Followers of my twitter feed will have noticed that I've been dotting around the country rather a lot lately. One of the perks of academic life is travelling for conferences, and in the last 2 months I've been to Leeds, York, and Manchester, as well as Nottingham and Norwich for other reasons. Apologies to anyone who was particularly overcome by the live tweeting from Manchester! While in each place I have taken the time out to visit at least one of the regional art galleries and museums, and have been thoroughly impressed. So, as I've written twice already about regional contemporary galleries, I thought it was high time to discuss these more traditional spaces.

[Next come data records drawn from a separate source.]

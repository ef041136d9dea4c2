//! Process-wide service bootstrap.
//!
//! [`App::start`] opens the database pool and applies migrations before the
//! service is reachable; [`App::shutdown`] releases the pool.

use crate::config::AppConfig;
use crate::db::{self, DbError};
use crate::services::ReviewService;
use crate::store::SqliteStore;

/// A started service instance owning the database pool.
pub struct App {
    service: ReviewService<SqliteStore>,
}

impl App {
    /// Initialize the database and build the service.
    pub async fn start(config: AppConfig) -> Result<Self, DbError> {
        let pool = db::initialize(&config).await?;
        let service = ReviewService::new(SqliteStore::new(pool));

        log::info!("Review service started");
        Ok(Self { service })
    }

    /// The review service; cheap to clone for concurrent callers.
    pub fn service(&self) -> &ReviewService<SqliteStore> {
        &self.service
    }

    /// Close the pool. Consumes the app so no caller can reach a closed store.
    pub async fn shutdown(self) {
        self.service.store().close().await;
        log::info!("Review service stopped");
    }
}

What high quality collections and imaginative curation these museums show! York Art Gallery has a small sequence of rooms dealing with 17th and 18th-century painting, which showcase still life, landscape and portrait painting using striking relationships with objects. Nottingham Castle Museum has a wonderful 'great room' hang, packed floor to ceiling with paintings, which is historically effective, and certainly a contrast with the Anish Kapoor show that I last saw in the space. Leeds Art Gallery has recently re-furbished and displayed its sculpture galleries, which now feature a visually stunning and thought-provoking display of works based around form and colour. Manchester Art Gallery has a particularly impressive room on the Pre-Raphaelites. My readers may remember from my trip to the Tate show that I am not a fan of this group of painters, but the Manchester curators have juxtaposed a series of well-known paintings with contemporary artefacts which at least made me appreciate the effect as a whole.

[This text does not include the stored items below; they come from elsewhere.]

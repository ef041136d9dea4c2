//! Storage contract for teams, users, pull requests and reviewer sets.
//!
//! `ReviewStore` is the capability set the review service needs from a
//! persistent store. Every invariant-deciding read and the writes that depend
//! on it go through a [`StoreUnit`]: an atomic unit opened with
//! [`ReviewStore::begin`] that persists only on [`StoreUnit::commit`].
//! Dropping a unit without committing discards all of its writes.
//!
//! Reads on `ReviewStore` itself run outside any unit and are only used to
//! shape responses.
//!
//! Two implementations exist: [`SqliteStore`] for production and
//! [`InMemoryStore`] for tests.

mod memory;
mod sqlite;

pub use memory::InMemoryStore;
pub use sqlite::{SqliteStore, SqliteUnit};

use std::collections::BTreeMap;

use async_trait::async_trait;
use chrono::{DateTime, Utc};
use thiserror::Error;

use crate::models::{NewPullRequest, OpenAssignment, PullRequest, PullRequestShort, TeamMember, User};

/// Errors raised by storage adapters.
#[derive(Debug, Error)]
pub enum StoreError {
    #[error("SQLite error: {0}")]
    Database(#[from] sqlx::Error),

    /// A row with the same key already exists.
    #[error("{entity} '{id}' already exists")]
    Duplicate { entity: &'static str, id: String },

    /// A referenced row does not exist.
    #[error("{entity} '{id}' is not present")]
    MissingReference { entity: &'static str, id: String },

    /// A bound parameter could not be encoded.
    #[error("encoding error: {0}")]
    Encoding(#[from] serde_json::Error),

    /// The unit could not be committed.
    #[error("commit failed: {0}")]
    Commit(String),
}

impl StoreError {
    pub fn duplicate(entity: &'static str, id: impl Into<String>) -> Self {
        Self::Duplicate {
            entity,
            id: id.into(),
        }
    }

    pub fn missing(entity: &'static str, id: impl Into<String>) -> Self {
        Self::MissingReference {
            entity,
            id: id.into(),
        }
    }

    /// Check if this is a uniqueness conflict.
    pub fn is_duplicate(&self) -> bool {
        matches!(self, Self::Duplicate { .. })
    }
}

/// Persistent store for the review service.
#[async_trait]
pub trait ReviewStore: Send + Sync {
    /// Atomic unit type produced by [`ReviewStore::begin`].
    type Unit: StoreUnit;

    /// Open a new atomic unit.
    async fn begin(&self) -> Result<Self::Unit, StoreError>;

    /// Members of a team ordered by user id; empty if the team is unknown.
    async fn team_members(&self, team_name: &str) -> Result<Vec<TeamMember>, StoreError>;

    async fn get_user(&self, user_id: &str) -> Result<Option<User>, StoreError>;

    /// Pull request with its current reviewer set.
    async fn get_pull_request(&self, pr_id: &str) -> Result<Option<PullRequest>, StoreError>;

    /// Pull requests where `user_id` is a reviewer, ordered by PR id.
    async fn list_user_prs(&self, user_id: &str) -> Result<Vec<PullRequestShort>, StoreError>;

    /// Number of assignments per reviewer.
    async fn assignment_counts_by_user(&self) -> Result<BTreeMap<String, i64>, StoreError>;

    /// Number of reviewers per pull request (PRs without reviewers are absent).
    async fn assignment_counts_by_pr(&self) -> Result<BTreeMap<String, i64>, StoreError>;
}

/// One all-or-nothing group of storage operations.
#[async_trait]
pub trait StoreUnit: Send {
    async fn team_exists(&mut self, team_name: &str) -> Result<bool, StoreError>;

    /// Create a team; fails with [`StoreError::Duplicate`] if the name is taken.
    async fn create_team(&mut self, team_name: &str) -> Result<(), StoreError>;

    /// Insert a user or update name, team and activity of a known one.
    async fn upsert_user(&mut self, user: &User) -> Result<(), StoreError>;

    async fn get_user(&mut self, user_id: &str) -> Result<Option<User>, StoreError>;

    /// Set the activity flag; returns the updated user, `None` if unknown.
    async fn set_user_active(
        &mut self,
        user_id: &str,
        is_active: bool,
    ) -> Result<Option<User>, StoreError>;

    /// Create an `OPEN` pull request; fails with [`StoreError::Duplicate`]
    /// if the id is taken.
    async fn create_pull_request(&mut self, pr: &NewPullRequest) -> Result<(), StoreError>;

    async fn get_pull_request(&mut self, pr_id: &str) -> Result<Option<PullRequest>, StoreError>;

    /// Mark a pull request merged at `merged_at`.
    async fn set_merged(&mut self, pr_id: &str, merged_at: DateTime<Utc>)
        -> Result<(), StoreError>;

    /// Reviewer ids of a pull request, sorted.
    async fn assigned_reviewers(&mut self, pr_id: &str) -> Result<Vec<String>, StoreError>;

    /// Ids of the active members of a team, sorted.
    async fn active_team_members(&mut self, team_name: &str) -> Result<Vec<String>, StoreError>;

    /// Add reviewers; pairs already present are left alone.
    async fn insert_reviewers(&mut self, pr_id: &str, user_ids: &[String])
        -> Result<(), StoreError>;

    /// Swap `old_user` for `new_user`; returns `false` (and changes nothing)
    /// when `old_user` was not assigned.
    async fn replace_reviewer(
        &mut self,
        pr_id: &str,
        old_user: &str,
        new_user: &str,
    ) -> Result<bool, StoreError>;

    /// Remove one reviewer; returns whether it was assigned.
    async fn delete_reviewer(&mut self, pr_id: &str, user_id: &str) -> Result<bool, StoreError>;

    /// Deactivate those `user_ids` that belong to `team_name`; returns them sorted.
    async fn deactivate_team_members(
        &mut self,
        team_name: &str,
        user_ids: &[String],
    ) -> Result<Vec<String>, StoreError>;

    /// Assignments on open PRs held by any of `user_ids`, ordered by
    /// (PR id, user id).
    async fn open_assignments_for(
        &mut self,
        user_ids: &[String],
    ) -> Result<Vec<OpenAssignment>, StoreError>;

    /// Persist every write made through this unit.
    async fn commit(self) -> Result<(), StoreError>;
}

My particular admiration is for the social history museums, however: the Bridewell Museum in Norwich and the Leeds Story galleries at Leeds Museum. Both marshal an impressive range of artefacts that tell the story of their town in both a local and national context. There were parts that I recognised, a brilliant evocation of an 18th-century coffee-house at the Bridewell, and a section on the impact of the industrial revolution on living conditions in Leeds. But there were also fascinating parts that taught me things about the importance of shoe manufacture to Norwich, or the twentieth-century Leeds music industry. Both used an effective mixture of objects and interpretation telling the real stories of local people. Leeds had a particularly good room with talking heads of actors. I enjoyed watching other visitors to both museums point out objects with which they had grown up in the modern sections.

The success of these museums is partly in their strong narrative focus on regional history, and partly on a smaller space which encourages mixing of collections. Manchester Art Gallery is also currently hosting a fabulous special exhibition do it 2013 in which visitors follow instructions given by various artists. With yet another round of funding cuts upon us, the question is how long these brilliant museums can keep 'doing it' for themselves.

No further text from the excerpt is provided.